# Crd?



## jogigharbor (Sep 27, 2013)

Some of myflock have runny nose n sneezing. They are eating and laying normally. Nl droppings. I took the worst one of the flock who was sneezing alot. Still laying n nl dropping n behavior. I put her in isolation with tylan and nutri drench. I have 6 chicks in my flock of varied ages. Can i treat the flock including my chicks with tylan ? They are kept in an insulated coop w a heat lamp. They are allowed access to the outside run or i fear they will go stir crazy. Any help ? The weather here just started turn bad. Rain and the cold is setting in. Could this just be a cold and i need to wait it out? Or should i try to get some baytril ? I dont want to loose my flock or my new chicks. Please help.


----------



## Bee (Jun 20, 2013)

Insulated coop and heat lamp could be the source of your problem. You are creating a wonderful place for airborne pathogens to thrive and reproduce, find a host and settle in. 
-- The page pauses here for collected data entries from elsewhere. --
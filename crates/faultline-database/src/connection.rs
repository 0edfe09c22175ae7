//! Database connection management

use faultline_core::{ServiceError, ServiceResult};
use faultline_migrations::{Migrator, MigratorTrait};
use sea_orm::{ConnectOptions, Database, DatabaseConnection};
use std::sync::Arc;

pub type DbConnection = DatabaseConnection;

pub async fn establish_connection(database_url: &str) -> ServiceResult<Arc<DbConnection>> {
    let mut opt = ConnectOptions::new(database_url);
    opt.max_connections(100).min_connections(5);

    let db = Database::connect(opt)
        .await
        .map_err(|e| ServiceError::Database(e.to_string()))?;

    // Run migrations
    Migrator::up(&db, None)
        .await
        .map_err(|e| ServiceError::Database(e.to_string()))?;

    Ok(Arc::new(db))
}
//! Ingestion service: stores normalized exceptions and maintains issues.

use std::sync::Arc;

use faultline_core::{IngestEventJob, ServiceError, ServiceResult, UtcDateTime};
use faultline_entities::types::{IssueStatus, Severity};
use faultline_entities::{exceptions, issues, projects};
use sea_orm::{ActiveModelTrait, ColumnTrait, DatabaseConnection, EntityTrait, QueryFilter, Set};
use tracing::{info, warn};

use crate::normalizer::{normalize, NormalizedEvent};

/// Outcome of a successfully processed job.
#[derive(Debug, Clone, Copy)]
pub struct ProcessedEvent {
    pub exception_id: i64,
    pub issue_id: i32,
}

/// Processes ingestion jobs: project lookup, normalization, issue
/// aggregation, exception storage.
pub struct IngestionService {
    db: Arc<DatabaseConnection>,
}

impl IngestionService {
    pub fn new(db: Arc<DatabaseConnection>) -> Self {
        Self { db }
    }

    /// Process one queued event.
    ///
    /// Returns `Ok(None)` when the job's project no longer exists; the
    /// caller already got its 200, so the job is dropped with a warning
    /// rather than retried.
    pub async fn process_event(
        &self,
        job: &IngestEventJob,
    ) -> ServiceResult<Option<ProcessedEvent>> {
        let project = projects::Entity::find_by_id(job.project_id)
            .one(self.db.as_ref())
            .await
            .map_err(|e| ServiceError::Database(e.to_string()))?;

        let Some(project) = project else {
            warn!(
                "Dropping event for unknown project {} (event_id: {:?})",
                job.project_id, job.event_id
            );
            return Ok(None);
        };

        let event = normalize(&job.event_payload);

        let issue = self
            .upsert_issue(project.id, &event.name, job.received_at)
            .await?;
        let exception = self
            .create_exception(project.id, issue.id, &event, job.received_at)
            .await?;

        info!(
            "Stored exception {} for issue {} ({}) in project {}",
            exception.id, issue.id, issue.name, project.id
        );

        Ok(Some(ProcessedEvent {
            exception_id: exception.id,
            issue_id: issue.id,
        }))
    }

    /// Find-or-create the issue for `(project_id, name)`.
    ///
    /// Grouping is exact name match only. On the first occurrence the issue
    /// starts at medium severity with a count of 1; every later occurrence
    /// bumps the count, refreshes `last_seen`, and forces the status back to
    /// open even if it had been resolved or ignored.
    async fn upsert_issue(
        &self,
        project_id: i32,
        name: &str,
        now: UtcDateTime,
    ) -> ServiceResult<issues::Model> {
        if let Some(existing) = self.find_issue(project_id, name).await? {
            return self.touch_issue(existing, now).await;
        }

        let fresh = issues::ActiveModel {
            project_id: Set(project_id),
            name: Set(name.to_string()),
            status: Set(IssueStatus::Open),
            severity: Set(Severity::Medium),
            first_seen: Set(now),
            last_seen: Set(now),
            event_count: Set(1),
            created_at: Set(now),
            updated_at: Set(now),
            ..Default::default()
        };

        match fresh.insert(self.db.as_ref()).await {
            Ok(issue) => Ok(issue),
            // The unique index on (project_id, name) means a concurrent
            // first occurrence may have won the insert; fall back to the
            // update path against the winner.
            Err(insert_err) => match self.find_issue(project_id, name).await? {
                Some(existing) => self.touch_issue(existing, now).await,
                None => Err(ServiceError::Database(insert_err.to_string())),
            },
        }
    }

    async fn find_issue(
        &self,
        project_id: i32,
        name: &str,
    ) -> ServiceResult<Option<issues::Model>> {
        issues::Entity::find()
            .filter(issues::Column::ProjectId.eq(project_id))
            .filter(issues::Column::Name.eq(name))
            .one(self.db.as_ref())
            .await
            .map_err(|e| ServiceError::Database(e.to_string()))
    }

    async fn touch_issue(
        &self,
        issue: issues::Model,
        now: UtcDateTime,
    ) -> ServiceResult<issues::Model> {
        let event_count = issue.event_count + 1;
        let mut active: issues::ActiveModel = issue.into();
        active.event_count = Set(event_count);
        active.last_seen = Set(now);
        active.status = Set(IssueStatus::Open);
        active.updated_at = Set(now);

        active
            .update(self.db.as_ref())
            .await
            .map_err(|e| ServiceError::Database(e.to_string()))
    }

    async fn create_exception(
        &self,
        project_id: i32,
        issue_id: i32,
        event: &NormalizedEvent,
        now: UtcDateTime,
    ) -> ServiceResult<exceptions::Model> {
        let frames = if event.frames.is_empty() {
            None
        } else {
            Some(
                serde_json::to_value(&event.frames)
                    .map_err(|e| ServiceError::Validation {
                        message: format!("Failed to serialize stack frames: {}", e),
                    })?,
            )
        };

        let http = event.http.clone().unwrap_or_default();

        let exception = exceptions::ActiveModel {
            project_id: Set(project_id),
            issue_id: Set(Some(issue_id)),
            environment: Set(event.environment),
            platform: Set(event.platform),
            name: Set(event.name.clone()),
            message: Set(event.message.clone()),
            details: Set(event.details.clone()),
            stack_trace: Set(event.stack_trace.clone()),
            frames: Set(frames),
            url: Set(http.url),
            method: Set(http.method),
            status: Set(http.status),
            status_code: Set(http.status_code),
            client_ip: Set(http.client_ip),
            response_body: Set(http.response_body),
            created_at: Set(now),
            ..Default::default()
        };

        exception
            .insert(self.db.as_ref())
            .await
            .map_err(|e| ServiceError::Database(e.to_string()))
    }
}

#[cfg(test)]
mod tests {
    use super::*;
    use chrono::Utc;
    use faultline_database::test_utils::TestDatabase;
    use serde_json::json;
    use uuid::Uuid;

    async fn setup_test_db() -> TestDatabase {
        TestDatabase::with_migrations()
            .await
            .expect("Failed to create test database")
    }

    async fn create_test_project(db: &Arc<DatabaseConnection>) -> i32 {
        let unique_slug = format!("test-project-{}", Uuid::new_v4());
        let project = projects::ActiveModel {
            name: Set("Test Project".to_string()),
            slug: Set(unique_slug),
            created_at: Set(Utc::now()),
            updated_at: Set(Utc::now()),
            ..Default::default()
        };

        project
            .insert(db.as_ref())
            .await
            .expect("Failed to create project")
            .id
    }

    fn test_job(project_id: i32, payload: serde_json::Value) -> IngestEventJob {
        IngestEventJob {
            project_id,
            event_id: Some(Uuid::new_v4().simple().to_string()),
            event_payload: payload,
            received_at: Utc::now(),
            attempt: 0,
        }
    }

    fn type_error_payload() -> serde_json::Value {
        json!({
            "exception": {
                "values": [{
                    "type": "TypeError",
                    "value": "Cannot read property 'foo' of undefined",
                    "stacktrace": {
                        "frames": [
                            {"filename": "/app/index.js", "function": "doSomething", "lineno": 42}
                        ]
                    }
                }]
            }
        })
    }

    #[tokio::test]
    #[serial_test::serial]
    async fn test_process_event_creates_issue_and_exception() {
        let test_db = setup_test_db().await;
        let db = test_db.connection_arc();
        let service = IngestionService::new(db.clone());

        let project_id = create_test_project(&db).await;
        let job = test_job(project_id, type_error_payload());

        let processed = service
            .process_event(&job)
            .await
            .expect("Failed to process event")
            .expect("Event should not be dropped");

        let issue = issues::Entity::find_by_id(processed.issue_id)
            .one(db.as_ref())
            .await
            .unwrap()
            .expect("Issue not found");
        assert_eq!(issue.project_id, project_id);
        assert_eq!(issue.name, "TypeError");
        assert_eq!(issue.event_count, 1);
        assert_eq!(issue.status, IssueStatus::Open);
        assert_eq!(issue.severity, Severity::Medium);
        assert_eq!(issue.first_seen, issue.last_seen);

        let exception = exceptions::Entity::find_by_id(processed.exception_id)
            .one(db.as_ref())
            .await
            .unwrap()
            .expect("Exception not found");
        assert_eq!(exception.issue_id, Some(issue.id));
        assert_eq!(exception.name, "TypeError");
        assert_eq!(
            exception.message,
            "Cannot read property 'foo' of undefined"
        );
        assert!(exception.stack_trace.unwrap().contains("doSomething"));
    }

    #[tokio::test]
    #[serial_test::serial]
    async fn test_repeat_occurrence_updates_and_reopens_issue() {
        let test_db = setup_test_db().await;
        let db = test_db.connection_arc();
        let service = IngestionService::new(db.clone());

        let project_id = create_test_project(&db).await;

        let first = service
            .process_event(&test_job(project_id, type_error_payload()))
            .await
            .unwrap()
            .unwrap();

        // Resolve the issue, then ingest the same name again
        let issue = issues::Entity::find_by_id(first.issue_id)
            .one(db.as_ref())
            .await
            .unwrap()
            .unwrap();
        let first_last_seen = issue.last_seen;
        let mut active: issues::ActiveModel = issue.into();
        active.status = Set(IssueStatus::Resolved);
        active.update(db.as_ref()).await.unwrap();

        let second = service
            .process_event(&test_job(project_id, type_error_payload()))
            .await
            .unwrap()
            .unwrap();

        assert_eq!(second.issue_id, first.issue_id);

        let issue = issues::Entity::find_by_id(first.issue_id)
            .one(db.as_ref())
            .await
            .unwrap()
            .unwrap();
        assert_eq!(issue.event_count, 2);
        assert_eq!(issue.status, IssueStatus::Open);
        assert!(issue.last_seen >= first_last_seen);
    }

    #[tokio::test]
    #[serial_test::serial]
    async fn test_concurrent_first_occurrences_converge_on_one_issue() {
        let test_db = setup_test_db().await;
        let db = test_db.connection_arc();
        let service = IngestionService::new(db.clone());

        let project_id = create_test_project(&db).await;

        // Both events race to create the issue; the unique index on
        // (project_id, name) forces the loser onto the update path
        let job_a = test_job(project_id, type_error_payload());
        let job_b = test_job(project_id, type_error_payload());
        let (a, b) = tokio::join!(
            service.process_event(&job_a),
            service.process_event(&job_b)
        );
        let a = a.expect("first concurrent event failed").unwrap();
        let b = b.expect("second concurrent event failed").unwrap();

        assert_eq!(a.issue_id, b.issue_id);

        let issues = issues::Entity::find()
            .filter(issues::Column::ProjectId.eq(project_id))
            .all(db.as_ref())
            .await
            .unwrap();
        assert_eq!(issues.len(), 1);
        assert_eq!(issues[0].event_count, 2);
        assert_eq!(issues[0].name, "TypeError");
    }

    #[tokio::test]
    #[serial_test::serial]
    async fn test_same_name_in_different_projects_gets_separate_issues() {
        let test_db = setup_test_db().await;
        let db = test_db.connection_arc();
        let service = IngestionService::new(db.clone());

        let project_a = create_test_project(&db).await;
        let project_b = create_test_project(&db).await;

        let a = service
            .process_event(&test_job(project_a, type_error_payload()))
            .await
            .unwrap()
            .unwrap();
        let b = service
            .process_event(&test_job(project_b, type_error_payload()))
            .await
            .unwrap()
            .unwrap();

        assert_ne!(a.issue_id, b.issue_id);
    }

    #[tokio::test]
    #[serial_test::serial]
    async fn test_unknown_project_drops_event() {
        let test_db = setup_test_db().await;
        let db = test_db.connection_arc();
        let service = IngestionService::new(db.clone());

        let result = service
            .process_event(&test_job(999_999, type_error_payload()))
            .await
            .expect("Dropping is not an error");
        assert!(result.is_none());

        let stored = exceptions::Entity::find()
            .all(db.as_ref())
            .await
            .unwrap();
        assert!(stored.is_empty());
    }

    #[tokio::test]
    #[serial_test::serial]
    async fn test_minimal_payload_uses_normalizer_defaults() {
        let test_db = setup_test_db().await;
        let db = test_db.connection_arc();
        let service = IngestionService::new(db.clone());

        let project_id = create_test_project(&db).await;
        let processed = service
            .process_event(&test_job(project_id, json!({})))
            .await
            .unwrap()
            .unwrap();

        let exception = exceptions::Entity::find_by_id(processed.exception_id)
            .one(db.as_ref())
            .await
            .unwrap()
            .unwrap();
        assert_eq!(exception.name, "Error");
        assert_eq!(exception.message, "Unknown error");
        assert_eq!(
            exception.environment,
            faultline_entities::types::Environment::Production
        );
        assert!(exception.frames.is_none());
    }
}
I'd turn off that lamp and open up some good ventilation in that coop. Some would advise the meds, but I would not...I'd start flock management methods that prevent ever having to reach for a med, and there is no time like the present. 

Build immune systems instead of crutching up weak ones and you may never have to worry about such things again. 
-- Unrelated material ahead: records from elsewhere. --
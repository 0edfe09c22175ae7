//! Background workers pulling ingestion jobs off the queue.
//!
//! Jobs are retried with bounded exponential backoff; a job that keeps
//! failing is moved to the dead-letter store for inspection. A dropped job
//! (unknown project) is neither retried nor dead-lettered.

use std::sync::Arc;
use std::time::Duration;

use faultline_core::{IngestEventJob, Job, JobReceiver, QueueError};
use faultline_queue::{DeadLetterStore, QueueService, SharedJobReceiver, WeakQueueService};
use tokio::task::JoinHandle;
use tracing::{debug, error, info, warn};

use crate::service::IngestionService;

/// A job is dead-lettered once it has been attempted this many times.
pub const MAX_ATTEMPTS: u32 = 3;

const BASE_BACKOFF_MS: u64 = 500;

/// Delay before retry `attempt + 1`: 500ms, 1s, 2s, ...
pub fn backoff_delay(attempt: u32) -> Duration {
    Duration::from_millis(BASE_BACKOFF_MS * 2u64.saturating_pow(attempt.min(10)))
}

/// Spawn `count` workers competing for jobs on the shared receiver.
///
/// Workers exit when the queue channel closes.
pub fn spawn_workers(
    count: usize,
    receiver: SharedJobReceiver,
    queue: QueueService,
    service: Arc<IngestionService>,
    dead_letter: DeadLetterStore,
) -> Vec<JoinHandle<()>> {
    // Workers hold a weak sender for retries; only the caller's strong
    // handles keep the channel open.
    let retry_queue = queue.downgrade();
    (0..count)
        .map(|worker_id| {
            let receiver = receiver.clone();
            let queue = retry_queue.clone();
            let service = Arc::clone(&service);
            let dead_letter = dead_letter.clone();
            tokio::spawn(async move {
                run_worker(worker_id, receiver, queue, service, dead_letter).await;
            })
        })
        .collect()
}

async fn run_worker(
    worker_id: usize,
    mut receiver: SharedJobReceiver,
    queue: WeakQueueService,
    service: Arc<IngestionService>,
    dead_letter: DeadLetterStore,
) {
    info!("Ingestion worker {} started", worker_id);
    loop {
        match receiver.recv().await {
            Ok(Job::IngestEvent(job)) => {
                handle_job(job, &queue, &service, &dead_letter).await;
            }
            Err(QueueError::ChannelClosed) => {
                info!("Ingestion worker {} stopping: queue closed", worker_id);
                break;
            }
            Err(e) => {
                error!("Ingestion worker {} failed to receive job: {}", worker_id, e);
            }
        }
    }
}

async fn handle_job(
    job: IngestEventJob,
    queue: &WeakQueueService,
    service: &Arc<IngestionService>,
    dead_letter: &DeadLetterStore,
) {
    match service.process_event(&job).await {
        Ok(Some(processed)) => {
            debug!(
                "Processed event into exception {} (issue {})",
                processed.exception_id, processed.issue_id
            );
        }
        Ok(None) => {
            // Unknown project; already logged, nothing to retry
        }
        Err(e) => {
            let next_attempt = job.attempt + 1;
            if next_attempt >= MAX_ATTEMPTS {
                dead_letter.push(job, e.to_string()).await;
                return;
            }

            let delay = backoff_delay(job.attempt);
            warn!(
                "Processing failed for project {} (attempt {}/{}), retrying in {:?}: {}",
                job.project_id, next_attempt, MAX_ATTEMPTS, delay, e
            );

            let queue = queue.clone();
            let mut retry = job;
            retry.attempt = next_attempt;
            tokio::spawn(async move {
                tokio::time::sleep(delay).await;
                if let Err(send_err) = queue.send(Job::IngestEvent(retry)).await {
                    error!("Failed to requeue job for retry: {}", send_err);
                }
            });
        }
    }
}

#[cfg(test)]
mod tests {
    use super::*;
    use chrono::Utc;
    use faultline_database::test_utils::TestDatabase;
    use faultline_entities::{exceptions, projects};
    use faultline_queue::{JobQueue, QueueService};
    use sea_orm::{ActiveModelTrait, EntityTrait, Set};
    use serde_json::json;

    #[test]
    fn test_backoff_delay_doubles() {
        assert_eq!(backoff_delay(0), Duration::from_millis(500));
        assert_eq!(backoff_delay(1), Duration::from_millis(1000));
        assert_eq!(backoff_delay(2), Duration::from_millis(2000));
    }

    #[tokio::test]
    #[serial_test::serial]
    async fn test_workers_process_jobs_until_queue_closes() -> anyhow::Result<()> {
        let test_db = TestDatabase::with_migrations().await?;
        let db = test_db.connection_arc();

        let project = projects::ActiveModel {
            name: Set("Worker Test".to_string()),
            slug: Set(format!("worker-test-{}", uuid::Uuid::new_v4())),
            created_at: Set(Utc::now()),
            updated_at: Set(Utc::now()),
            ..Default::default()
        }
        .insert(db.as_ref())
        .await?;

        let (queue, receiver) = QueueService::create_channel(16);
        let service = Arc::new(IngestionService::new(db.clone()));
        let dead_letter = DeadLetterStore::new();

        let handles = spawn_workers(
            2,
            receiver,
            queue.clone(),
            service,
            dead_letter.clone(),
        );

        for i in 0..3 {
            queue
                .send(Job::IngestEvent(IngestEventJob {
                    project_id: project.id,
                    event_id: None,
                    event_payload: json!({
                        "exception": {"values": [{"type": format!("Error{}", i)}]}
                    }),
                    received_at: Utc::now(),
                    attempt: 0,
                }))
                .await?;
        }
        // Unknown project: dropped without retry or dead letter
        queue
            .send(Job::IngestEvent(IngestEventJob {
                project_id: 999_999,
                event_id: None,
                event_payload: json!({}),
                received_at: Utc::now(),
                attempt: 0,
            }))
            .await?;

        drop(queue);
        for handle in handles {
            tokio::time::timeout(Duration::from_secs(10), handle).await??;
        }

        let stored = exceptions::Entity::find().all(db.as_ref()).await?;
        assert_eq!(stored.len(), 3);
        assert!(dead_letter.is_empty().await);

        Ok(())
    }
}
Unless, of course, you want to keep dosing a flock down through the years for each and every new illness, then meds will be your first choice for helping your flock. 

If that is what you are trying to accomplish, there will be someone along directly who can help you with doses and such on the meds.


----------



## robin416 (Sep 8, 2013)

Once again, I agree with Bee. Nothing in the symptoms you posted suggests a bacterial infection. And if its viral antibiotics will not fix it.

It is possible its a flu. They get it, most times its nothing more than what we get. Again, antibiotics are not going to do anything to alleviate the disease.

And I already posted to this once with suggestions that might be responsible. You didn't say whether or not any of those things was possible.


----------